When Jacob Burkhardt famously asserted that Petrarch was “one of the first truly modern men,” and when Hans Blumenberg identified Petrarch’s ascent of Mount Ventoux as a moment of oscillation between premodern and modern, they laid the groundwork of an influential critical narrative that positioned Petrarch within the advent of modernity.1 For such narratives, a crucial feature has been to mark the modern as a departure from religious obligation towards a greater sense of individual autonomy, felt either as present or, increasingly, as absent. Indeed, for some recent scholars, Petrarch’s “modernity” has been framed not so much with a Burkhardtian assertion of a confident individualism, but instead with a postmodern sense of the self’s fragmentation. Gur Zak has argued, for example, that “Petrarch’s writings—both in Latin and the vernacular—represent an ongoing attempt to overcome his sense of diachronic and synchronic dismemberment, to find—just like members of the reform movements of the later Middle Ages—a solution to his ‘modern’ experience of self-in-time.”2 Yet whether the critical narrative is Burkhardtian or Foucauldian, the understanding of Petrarch’s influential “modernity” has nevertheless continued to rely on a common assumption, that of a secularization defined as a replacement of, or a departure from, an “Augustinian-monastic tradition” that orients the self within the resources of religious obligation.3 In contrast, various periodizing studies by Charles Taylor, Eamon Duffy, Regina Schwartz, and Brad Gregory, among others, offer a fuller apprehension of the relationship of our historical designations of medieval and renaissance, premodern and modern, religious and secular.4 The assumed narrative of replacement, whether characterized by a modernist autonomy or a postmodernist “care of the self,” gives way to a more nuanced position, one that sees secularization not as the totalizing conversion of a society from belief to disbelief; rather secularization is [End Page 115] characterized by the movement of a society into pluralism, or further into hyper-pluralism.

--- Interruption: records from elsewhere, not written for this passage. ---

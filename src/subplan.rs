//! The sub-plan extractor (`§4.G`): given a full plan and the traversal
//! operator that hit a proxy node, produces a self-contained plan to ship
//! to the remote peer.
//!
//! **Open Question resolution** (recorded in `DESIGN.md`): `§4.G`'s prose
//! ("walk the deps DAG from the plan's root out to (and including) the
//! receive op; everything from receive outward is the portion to execute
//! remotely") is read here as: the transportable portion is the closure of
//! operators reachable from `plan.root` by following `deps`, stopping at
//! (and including) the cut traversal — i.e. everything the *cut and its
//! downstream* (select/property/project/aggregate) would still need to do,
//! with the cut's own upstream (the receive op, earlier traversals, the
//! original `ROOT-ID` parameter) replaced by a fresh `parameter` seeded
//! with the proxy's remote node id. This keeps the remote peer from
//! re-walking the portion of the path that already executed locally, and
//! matches `§8` property 5 (location transparency): executing the
//! sub-plan with `seed = proxy_src` reproduces exactly the remote-traversal
//! portion of a hypothetical single-peer execution.

use std::collections::{BTreeMap, BTreeSet};

use crate::error::{PlasmaError, Result};
use crate::model::{NodeId, ROOT_VAR};
use crate::plan::{OpId, OpKind, OpNode, Plan, PlanKind};

/// Produces a sub-plan rooted at `plan.root`, covering the cut traversal
/// `cut` and everything downstream of it, with `cut`'s upstream replaced by
/// a parameter seeded with `remote_seed` (`§4.G`).
pub fn extract(plan: &Plan, cut: &OpId, remote_seed: NodeId) -> Result<Plan> {
    if !plan.ops.contains_key(cut) {
        return Err(PlasmaError::PlanInvalid(format!(
            "sub-plan extraction: cut operator {cut} not present in plan"
        )));
    }

    let keep = closure_from_root_to_cut(plan, cut)?;

    let param_id = OpId::from_raw(format!("{cut}-remote-seed"));
    let receive_id = OpId::from_raw(format!("{cut}-remote-receive"));
    let mut ops = BTreeMap::new();
    for id in &keep {
        let mut node = plan.ops.get(id).cloned().expect("id came from plan.ops");
        if id == cut {
            // Redirect the cut's upstream to a fresh `receive` op fed by the
            // remote-seeded parameter, not straight to the parameter itself
            // (`§4.F` run_receive does not rebind its own id, so `src_key`
            // must name the actual producer — the parameter — while `deps`
            // names the channel predecessor — the receive). This receive is
            // what lets a *further* proxy crossing inside this sub-plan's
            // own remote execution merge its own remote stream back in
            // (`§9`'s "nested proxies supported by recursion").
            node.deps = vec![receive_id.clone()];
            if let OpKind::Traverse { src_key, .. } = &mut node.kind {
                *src_key = param_id.clone();
            }
        }
        ops.insert(id.clone(), node);
    }
    ops.insert(
        param_id.clone(),
        OpNode {
            id: param_id.clone(),
            kind: OpKind::Parameter {
                name: ROOT_VAR.to_string(),
                literal: Some(remote_seed),
            },
            deps: vec![],
        },
    );
    ops.insert(
        receive_id.clone(),
        OpNode {
            id: receive_id.clone(),
            kind: OpKind::Receive { timeout_ms: 5_000 },
            deps: vec![param_id.clone()],
        },
    );

    let mut params = BTreeMap::new();
    params.insert(ROOT_VAR.to_string(), param_id.clone());

    let pbind = plan
        .pbind
        .iter()
        .filter(|(_, op)| keep.contains(*op))
        .map(|(k, v)| (k.clone(), v.clone()))
        .collect();
    let filters = plan.filters.iter().filter(|f| keep.contains(f)).cloned().collect();

    let sub_plan = Plan {
        ops,
        root: plan.root.clone(),
        params,
        pbind,
        filters,
        projection: plan.projection.clone(),
        src_url: plan.src_url.clone(),
        htl: plan.htl,
        kind: PlanKind::Query,
    };
    sub_plan.validate()?;
    Ok(sub_plan)
}

/// Collects the operator ids reachable from `plan.root` by following
/// `deps`, stopping the walk at (and including) `cut` without descending
/// into `cut`'s own dependencies.
fn closure_from_root_to_cut(plan: &Plan, cut: &OpId) -> Result<BTreeSet<OpId>> {
    let mut keep = BTreeSet::new();
    let mut stack = vec![plan.root.clone()];
    while let Some(id) = stack.pop() {
        if !keep.insert(id.clone()) {
            continue;
        }
        if &id == cut {
            continue; // do not descend past the cut point
        }
        let node = plan.ops.get(&id).ok_or_else(|| {
            PlasmaError::PlanInvalid(format!("dangling operator reference {id} during extraction"))
        })?;
        for dep in &node.deps {
            stack.push(dep.clone());
        }
    }
    if !keep.contains(cut) {
        return Err(PlasmaError::PlanInvalid(format!(
            "cut operator {cut} is not reachable from plan root {}",
            plan.root
        )));
    }
    Ok(keep)
}

#[cfg(test)]
mod tests {
    use super::*;
    use crate::expr::LExpr;
    use crate::graph::EdgePredicate;

    fn linear_plan() -> (Plan, OpId, OpId) {
        let param = OpId::from_raw("op0");
        let receive = OpId::from_raw("op1");
        let traverse1 = OpId::from_raw("op2");
        let traverse2 = OpId::from_raw("op3");
        let select = OpId::from_raw("op4");

        let mut ops = BTreeMap::new();
        ops.insert(
            param.clone(),
            OpNode {
                id: param.clone(),
                kind: OpKind::Parameter { name: ROOT_VAR.to_string(), literal: None },
                deps: vec![],
            },
        );
        ops.insert(
            receive.clone(),
            OpNode {
                id: receive.clone(),
                kind: OpKind::Receive { timeout_ms: 5000 },
                deps: vec![param.clone()],
            },
        );
        ops.insert(
            traverse1.clone(),
            OpNode {
                id: traverse1.clone(),
                kind: OpKind::Traverse {
                    src_key: receive.clone(),
                    predicate: EdgePredicate::Label("net".into()),
                },
                deps: vec![receive.clone()],
            },
        );
        ops.insert(
            traverse2.clone(),
            OpNode {
                id: traverse2.clone(),
                kind: OpKind::Traverse {
                    src_key: traverse1.clone(),
                    predicate: EdgePredicate::Label("music".into()),
                },
                deps: vec![traverse1.clone()],
            },
        );
        ops.insert(
            select.clone(),
            OpNode {
                id: select.clone(),
                kind: OpKind::Select {
                    predicate: LExpr::Lit(crate::model::PropValue::from(true)),
                },
                deps: vec![traverse2.clone()],
            },
        );

        let mut pbind = BTreeMap::new();
        pbind.insert("net".to_string(), traverse1.clone());
        pbind.insert("synth".to_string(), traverse2.clone());

        let mut params = BTreeMap::new();
        params.insert(ROOT_VAR.to_string(), param.clone());

        let plan = Plan {
            ops,
            root: select.clone(),
            params,
            pbind,
            filters: vec![select.clone()],
            projection: None,
            src_url: None,
            htl: None,
            kind: PlanKind::Query,
        };
        (plan, traverse1, traverse2)
    }

    #[test]
    fn extracted_subplan_excludes_upstream_of_cut() {
        let (plan, cut, _downstream) = linear_plan();
        let remote_seed = NodeId::new_random();
        let sub = extract(&plan, &cut, remote_seed).expect("extraction succeeds");

        assert!(!sub.ops.contains_key(&OpId::from_raw("op1")), "original receive op excluded");
        assert!(!sub.ops.contains_key(&OpId::from_raw("op0")), "original parameter excluded");
        assert!(sub.ops.contains_key(&cut), "cut retained");
        assert_eq!(sub.root, plan.root);
        assert!(sub.validate().is_ok());

        let expected_param = OpId::from_raw(format!("{cut}-remote-seed"));
        let expected_receive = OpId::from_raw(format!("{cut}-remote-receive"));
        assert!(sub.ops.contains_key(&expected_param), "fresh remote-seed parameter present");
        assert!(sub.ops.contains_key(&expected_receive), "fresh receive for nested crossings present");

        let cut_node = sub.ops.get(&cut).unwrap();
        assert_eq!(cut_node.deps, vec![expected_receive]);
        match &cut_node.kind {
            OpKind::Traverse { src_key, .. } => assert_eq!(src_key, &expected_param),
            _ => panic!("expected traverse"),
        }
    }

    #[test]
    fn rejects_unknown_cut() {
        let (plan, _cut, _downstream) = linear_plan();
        let result = extract(&plan, &OpId::from_raw("ghost"), NodeId::new_random());
        assert!(result.is_err());
    }
}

What these recent attempts at periodization share is the idea that secularization is best understood as a theological development made possible from within Christian theology itself, rather than a usurpation from outside. Taylor’s account specifically describes a secularization influenced in part by the flattening of spiritual authority implied by Christianity’s radical “affirmation of ordinary life.”5 So while vocational distinction and hierarchical institutions remained in place, Taylor argues that post-Lateran Christianity shows increasingly “a profound dissatisfaction with the hierarchical equilibrium between lay life and the renunciative vocations.”6 This dissatisfaction rises out of Christianity’s “equilibrium in tension between two kinds of goals.” On the one hand, Christianity points towards “a self-transcendence” represented by the renunciative/contemplative vocations; on the other hand, it encourages “human flourishing” represented by the cultural institutions and practices of human society.7

Isolating certain moments in Petrarch’s writings, many have concluded that Petrarch’s humanism privileges (whether consciously or unconsciously) the pole of human flourishing over the pole of self-transcendence, a perceived preference that grounds older Burkhardtian readings and continues to be assumed in newer Foucauldian interpretations. Again, this privileging of human flourishing might be interpreted either as a presence or an absence, either as a reality achieved or an illusion conjured. So, if in the emancipatory narratives Petrarch’s distinction as the first modern man is fully fledged whenever he fashions himself as an autonomous subject, shedding the skin of religious obligation as it were, a postmodern narrative would emphasize the contingent and artificial nature of this fragile self-fashioning. Yet other moments from among Petrarch’s writings, like his De remediis, could just as well privilege the opposite, suggesting that Petrarch is thoroughly invested in the ascetical notions of self-transcendence. Nicholas Mann has, for instance, demonstrated that Petrarch’s earliest readers received him as first and foremost a Christian moralist of this kind.8

Taylor’s account of secularization, I am suggesting, is able to explain Petrarch’s simultaneous adherence to “two kinds of goals,” and it provides a way to avoid the critical tendency towards what Giuseppe Mazzotta has called “facile formulas concerning Petrarch’s inescapable doubleness or contradictoriness.”9 Petrarch’s modernity...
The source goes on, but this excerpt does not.